---------- Entries supplied

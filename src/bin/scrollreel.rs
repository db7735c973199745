use std::path::{Path, PathBuf};

use anyhow::Context as _;
use clap::{Parser, Subcommand};
use tracing_subscriber::{layer::SubscriberExt, util::SubscriberInitExt};

#[derive(Parser, Debug)]
#[command(name = "scrollreel", version, about = "Sample scroll choreographies offline")]
struct Cli {
    /// Log engine lifecycle events to stderr.
    #[arg(long, short, global = true)]
    verbose: bool,

    #[command(subcommand)]
    cmd: Command,
}

#[derive(Subcommand, Debug)]
enum Command {
    /// Print the JSON frame for a scroll offset.
    Sample(SampleArgs),
    /// Print the snap target for a free scroll offset.
    Snap(SnapArgs),
    /// List resolved region spans.
    Regions(RegionsArgs),
}

#[derive(Parser, Debug)]
struct SampleArgs {
    /// Input choreography JSON.
    #[arg(long = "in")]
    in_path: PathBuf,

    /// Scroll offset in pixels.
    #[arg(long, allow_negative_numbers = true)]
    offset: f64,

    /// Seconds of entry animation to play before sampling (default: first frame only).
    #[arg(long)]
    entry_elapsed: Option<f64>,
}

#[derive(Parser, Debug)]
struct SnapArgs {
    /// Input choreography JSON.
    #[arg(long = "in")]
    in_path: PathBuf,

    /// Candidate scroll offset in pixels.
    #[arg(long, allow_negative_numbers = true)]
    offset: f64,
}

#[derive(Parser, Debug)]
struct RegionsArgs {
    /// Input choreography JSON.
    #[arg(long = "in")]
    in_path: PathBuf,
}

fn main() -> anyhow::Result<()> {
    let cli = Cli::parse();
    init_logging(cli.verbose);
    match cli.cmd {
        Command::Sample(args) => cmd_sample(args),
        Command::Snap(args) => cmd_snap(args),
        Command::Regions(args) => cmd_regions(args),
    }
}

fn init_logging(verbose: bool) {
    let filter = match std::env::var("RUST_LOG") {
        Ok(directives) => directives,
        Err(_) if verbose => "debug".to_string(),
        Err(_) => return,
    };
    tracing_subscriber::registry()
        .with(tracing_subscriber::EnvFilter::new(filter))
        .with(
            tracing_subscriber::fmt::layer()
                .with_target(false)
                .with_writer(std::io::stderr),
        )
        .init();
}

fn load_engine(path: &Path) -> anyhow::Result<scrollreel::AnimationEngine> {
    let doc = scrollreel::Choreography::from_path(path)
        .with_context(|| format!("load choreography '{}'", path.display()))?;
    let mut engine = doc
        .build()
        .with_context(|| format!("build engine from '{}'", path.display()))?;
    engine.init();
    Ok(engine)
}

fn print_json(value: &impl serde::Serialize) -> anyhow::Result<()> {
    let s = serde_json::to_string_pretty(value).context("serialize output JSON")?;
    println!("{s}");
    Ok(())
}

fn cmd_sample(args: SampleArgs) -> anyhow::Result<()> {
    anyhow::ensure!(args.offset.is_finite(), "--offset must be finite");
    let mut engine = load_engine(&args.in_path)?;
    engine.on_scroll(args.offset);
    engine.settle();
    if let Some(elapsed) = args.entry_elapsed {
        anyhow::ensure!(
            elapsed.is_finite() && elapsed >= 0.0,
            "--entry-elapsed must be finite and >= 0"
        );
        engine.tick(elapsed);
    }
    print_json(&engine.frame())
}

fn cmd_snap(args: SnapArgs) -> anyhow::Result<()> {
    anyhow::ensure!(args.offset.is_finite(), "--offset must be finite");
    let engine = load_engine(&args.in_path)?;
    let total = engine.total_scrollable();
    let spans = engine.registry().spans();
    let controller = scrollreel::SnapController::new(engine.config().snap);
    let plan = controller.plan(args.offset, total, &spans);
    let region = plan
        .as_ref()
        .and_then(|p| spans.iter().find(|s| s.id == p.region()))
        .map(|s| s.label.clone());

    print_json(&serde_json::json!({
        "candidate": args.offset,
        "target": engine.compute_snap_target(args.offset),
        "total_scrollable": total,
        "region": region,
        "duration": plan.as_ref().map(|p| p.duration()),
    }))
}

fn cmd_regions(args: RegionsArgs) -> anyhow::Result<()> {
    let engine = load_engine(&args.in_path)?;
    print_json(&serde_json::json!({
        "total_scrollable": engine.total_scrollable(),
        "pin_spacing": engine.registry().pin_spacing(),
        "regions": engine.registry().spans(),
    }))
}
use crate::foundation::core::{Layout, Viewport};
use crate::foundation::error::{ScrollreelError, ScrollreelResult};
use crate::scene::document::{ChoreographyDef, timeline_from_defs};
use crate::scroll::region::ScrollRegion;
use crate::session::engine::{AnimationEngine, EngineConfig};
use std::collections::HashSet;
use std::fs::File;
use std::io::BufReader;
use std::path::Path;

/// JSON choreography document: elements, the entry sequence, scroll regions and
/// engine tunables.
#[derive(Debug, Clone)]
pub struct Choreography {
    def: ChoreographyDef,
}

impl Choreography {
    /// Parse a choreography from a JSON string.
    pub fn from_json_str(s: &str) -> ScrollreelResult<Self> {
        let def: ChoreographyDef = serde_json::from_str(s)
            .map_err(|e| ScrollreelError::serde(format!("parse choreography JSON: {e}")))?;
        Ok(Self { def })
    }

    /// Parse a choreography from a JSON reader.
    pub fn from_reader<R: std::io::Read>(r: R) -> ScrollreelResult<Self> {
        let def: ChoreographyDef = serde_json::from_reader(r)
            .map_err(|e| ScrollreelError::serde(format!("parse choreography JSON: {e}")))?;
        Ok(Self { def })
    }

    /// Parse a choreography from a JSON file on disk.
    pub fn from_path(path: impl AsRef<Path>) -> ScrollreelResult<Self> {
        let path = path.as_ref();
        let f = File::open(path).map_err(|e| {
            ScrollreelError::validation(format!(
                "open choreography JSON '{}': {e}",
                path.display()
            ))
        })?;
        Self::from_reader(BufReader::new(f))
    }

    pub fn to_json_string(&self) -> ScrollreelResult<String> {
        serde_json::to_string_pretty(&self.def)
            .map_err(|e| ScrollreelError::serde(format!("serialize choreography JSON: {e}")))
    }

    pub fn viewport(&self) -> Viewport {
        self.def.viewport
    }

    pub fn layout(&self) -> ScrollreelResult<Layout> {
        Layout::new(self.def.viewport, self.def.document_height)
    }

    pub fn config(&self) -> EngineConfig {
        EngineConfig {
            snap: self.def.snap,
            pin_spacing: self.def.pin_spacing,
        }
    }

    /// Check everything that can be checked without resolving selectors.
    pub fn validate(&self) -> ScrollreelResult<()> {
        self.layout()?;
        self.config().validate()?;

        let mut ids = HashSet::new();
        for el in &self.def.elements {
            if el.id.is_empty() {
                return Err(ScrollreelError::validation("element id must be non-empty"));
            }
            if !ids.insert(el.id.as_str()) {
                return Err(ScrollreelError::validation(format!(
                    "duplicate element id '{}'",
                    el.id
                )));
            }
            if !(el.top.is_finite() && el.height.is_finite() && el.height >= 0.0) {
                return Err(ScrollreelError::validation(format!(
                    "element '{}' geometry must be finite with height >= 0",
                    el.id
                )));
            }
        }

        if let Some(entry) = &self.def.entry {
            timeline_from_defs(&entry.tweens)
                .map_err(|e| ScrollreelError::validation(format!("entry: {e}")))?;
        }
        for region in &self.def.regions {
            timeline_from_defs(&region.tweens).map_err(|e| {
                ScrollreelError::validation(format!("region '{}': {e}", region.name()))
            })?;
            if let Some(lag) = region.scrub {
                if !(lag.is_finite() && lag >= 0.0) {
                    return Err(ScrollreelError::validation(format!(
                        "region '{}': scrub must be finite and >= 0",
                        region.name()
                    )));
                }
            }
        }
        Ok(())
    }

    /// Build an engine with every element, region and the entry sequence registered.
    ///
    /// The engine is not initialized; call [`AnimationEngine::init`] once the host is
    /// ready to receive writes. Regions whose trigger matches no element are skipped.
    #[tracing::instrument(skip(self))]
    pub fn build(&self) -> ScrollreelResult<AnimationEngine> {
        self.validate()?;
        let mut engine = AnimationEngine::new(self.layout()?, self.config())?;
        for el in &self.def.elements {
            engine.stage_mut().insert(el.clone());
        }

        if let Some(entry) = &self.def.entry {
            engine.set_entry(timeline_from_defs(&entry.tweens)?);
        }

        for def in &self.def.regions {
            let name = def.name();
            let matches = engine.stage().resolve(&def.trigger);
            let Some(&trigger) = matches.first() else {
                tracing::warn!(region = %name, trigger = %def.trigger, "trigger matches no element; region skipped");
                continue;
            };
            if matches.len() > 1 {
                tracing::debug!(region = %name, matches = matches.len(), "trigger matches several elements; using the first");
            }
            let region = ScrollRegion::new(trigger, timeline_from_defs(&def.tweens)?)
                .label(name)
                .start_when(def.start)
                .end_when(def.end)
                .pinned(def.pin)
                .scrub(def.scrub)?;
            engine.register_region(region);
        }
        Ok(engine)
    }
}

#[cfg(test)]
#[path = "../../tests/unit/scene/choreography.rs"]
mod tests;
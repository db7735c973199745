use crate::foundation::error::{ScrollreelError, ScrollreelResult};

/// A position along an element or the viewport, measured from its top.
#[derive(Clone, Copy, Debug, PartialEq)]
pub enum Edge {
    Top,
    Center,
    Bottom,
    /// Percentage of the extent.
    Percent(f64),
    Px(f64),
}

impl Edge {
    pub fn parse(s: &str) -> ScrollreelResult<Self> {
        let s = s.trim();
        let bad = || ScrollreelError::layout(format!("invalid edge '{s}'"));
        let edge = match s {
            "top" => Self::Top,
            "center" => Self::Center,
            "bottom" => Self::Bottom,
            _ => {
                if let Some(n) = s.strip_suffix('%') {
                    Self::Percent(n.trim().parse().map_err(|_| bad())?)
                } else {
                    let n = s.strip_suffix("px").unwrap_or(s);
                    Self::Px(n.trim().parse().map_err(|_| bad())?)
                }
            }
        };
        match edge {
            Self::Percent(v) | Self::Px(v) if !v.is_finite() => Err(bad()),
            _ => Ok(edge),
        }
    }

    pub fn resolve(self, extent: f64) -> f64 {
        match self {
            Self::Top => 0.0,
            Self::Center => extent * 0.5,
            Self::Bottom => extent,
            Self::Percent(p) => extent * p / 100.0,
            Self::Px(v) => v,
        }
    }
}

impl std::fmt::Display for Edge {
    fn fmt(&self, f: &mut std::fmt::Formatter<'_>) -> std::fmt::Result {
        match self {
            Self::Top => f.write_str("top"),
            Self::Center => f.write_str("center"),
            Self::Bottom => f.write_str("bottom"),
            Self::Percent(p) => write!(f, "{p}%"),
            Self::Px(v) => write!(f, "{v}px"),
        }
    }
}

/// Viewport-relative predicate "`trigger` edge reaches `viewport` edge".
///
/// Written as `"<trigger-edge> <viewport-edge>"`, e.g. `"top top"` or `"top 85%"`.
#[derive(Clone, Copy, Debug, PartialEq, serde::Serialize, serde::Deserialize)]
#[serde(try_from = "String", into = "String")]
pub struct StartCondition {
    pub trigger: Edge,
    pub viewport: Edge,
}

impl StartCondition {
    pub const TOP_TOP: Self = Self {
        trigger: Edge::Top,
        viewport: Edge::Top,
    };

    pub fn parse(s: &str) -> ScrollreelResult<Self> {
        let mut words = s.split_whitespace();
        let (Some(trigger), Some(viewport), None) = (words.next(), words.next(), words.next())
        else {
            return Err(ScrollreelError::layout(format!(
                "trigger condition '{s}' must be '<trigger-edge> <viewport-edge>'"
            )));
        };
        Ok(Self {
            trigger: Edge::parse(trigger)?,
            viewport: Edge::parse(viewport)?,
        })
    }

    /// Scroll offset at which the condition becomes true.
    pub fn resolve(self, trigger_top: f64, trigger_height: f64, viewport_height: f64) -> f64 {
        trigger_top + self.trigger.resolve(trigger_height) - self.viewport.resolve(viewport_height)
    }
}

impl Default for StartCondition {
    fn default() -> Self {
        Self::TOP_TOP
    }
}

impl std::fmt::Display for StartCondition {
    fn fmt(&self, f: &mut std::fmt::Formatter<'_>) -> std::fmt::Result {
        write!(f, "{} {}", self.trigger, self.viewport)
    }
}

impl TryFrom<String> for StartCondition {
    type Error = ScrollreelError;

    fn try_from(s: String) -> Result<Self, Self::Error> {
        Self::parse(&s)
    }
}

impl From<StartCondition> for String {
    fn from(c: StartCondition) -> Self {
        c.to_string()
    }
}

/// Where a region's span ends.
#[derive(Clone, Copy, Debug, PartialEq, serde::Serialize, serde::Deserialize)]
#[serde(try_from = "String", into = "String")]
pub enum EndCondition {
    /// `"+=130%"`: span as a percentage of viewport height.
    ViewportPercent(f64),
    /// `"+=600px"`: span in pixels.
    Px(f64),
    /// Another edge pair, e.g. `"top 60%"`.
    Edges(StartCondition),
}

impl EndCondition {
    /// One full viewport height of scrolling.
    pub const ONE_VIEWPORT: Self = Self::ViewportPercent(100.0);

    pub fn parse(s: &str) -> ScrollreelResult<Self> {
        let t = s.trim();
        let Some(rel) = t.strip_prefix("+=") else {
            return StartCondition::parse(t).map(Self::Edges);
        };
        let rel = rel.trim();
        let bad = || ScrollreelError::layout(format!("invalid relative end '{t}'"));
        let parsed = if let Some(n) = rel.strip_suffix('%') {
            Self::ViewportPercent(n.trim().parse().map_err(|_| bad())?)
        } else {
            let n = rel.strip_suffix("px").unwrap_or(rel);
            Self::Px(n.trim().parse().map_err(|_| bad())?)
        };
        match parsed {
            Self::ViewportPercent(v) | Self::Px(v) if !v.is_finite() => Err(bad()),
            _ => Ok(parsed),
        }
    }

    /// Absolute end offset given the resolved start and the trigger geometry.
    pub fn resolve(
        self,
        start: f64,
        trigger_top: f64,
        trigger_height: f64,
        viewport_height: f64,
    ) -> f64 {
        match self {
            Self::ViewportPercent(p) => start + viewport_height * p / 100.0,
            Self::Px(v) => start + v,
            Self::Edges(c) => c.resolve(trigger_top, trigger_height, viewport_height),
        }
    }
}

impl Default for EndCondition {
    fn default() -> Self {
        Self::ONE_VIEWPORT
    }
}

impl std::fmt::Display for EndCondition {
    fn fmt(&self, f: &mut std::fmt::Formatter<'_>) -> std::fmt::Result {
        match self {
            Self::ViewportPercent(p) => write!(f, "+={p}%"),
            Self::Px(v) => write!(f, "+={v}px"),
            Self::Edges(c) => write!(f, "{c}"),
        }
    }
}

impl TryFrom<String> for EndCondition {
    type Error = ScrollreelError;

    fn try_from(s: String) -> Result<Self, Self::Error> {
        Self::parse(&s)
    }
}

impl From<EndCondition> for String {
    fn from(c: EndCondition) -> Self {
        c.to_string()
    }
}

#[cfg(test)]
#[path = "../../tests/unit/scroll/trigger.rs"]
mod tests;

--------------------

* **Exercise goal**
The result should be every line that contains "Some", copied from the entries.

* **Exercise result**
    if let Some(elapsed) = args.entry_elapsed {
        if let Some(entry) = &self.def.entry {
            if let Some(lag) = region.scrub {
        if let Some(entry) = &self.def.entry {
            let Some(&trigger) = matches.first() else {
                if let Some(n) = s.strip_suffix('%') {
        let (Some(trigger), Some(viewport), None) = (words.next(), words.next(), words.next())
        let Some(rel) = t.strip_prefix("+=") else {
        let parsed = if let Some(n) = rel.strip_suffix('%') {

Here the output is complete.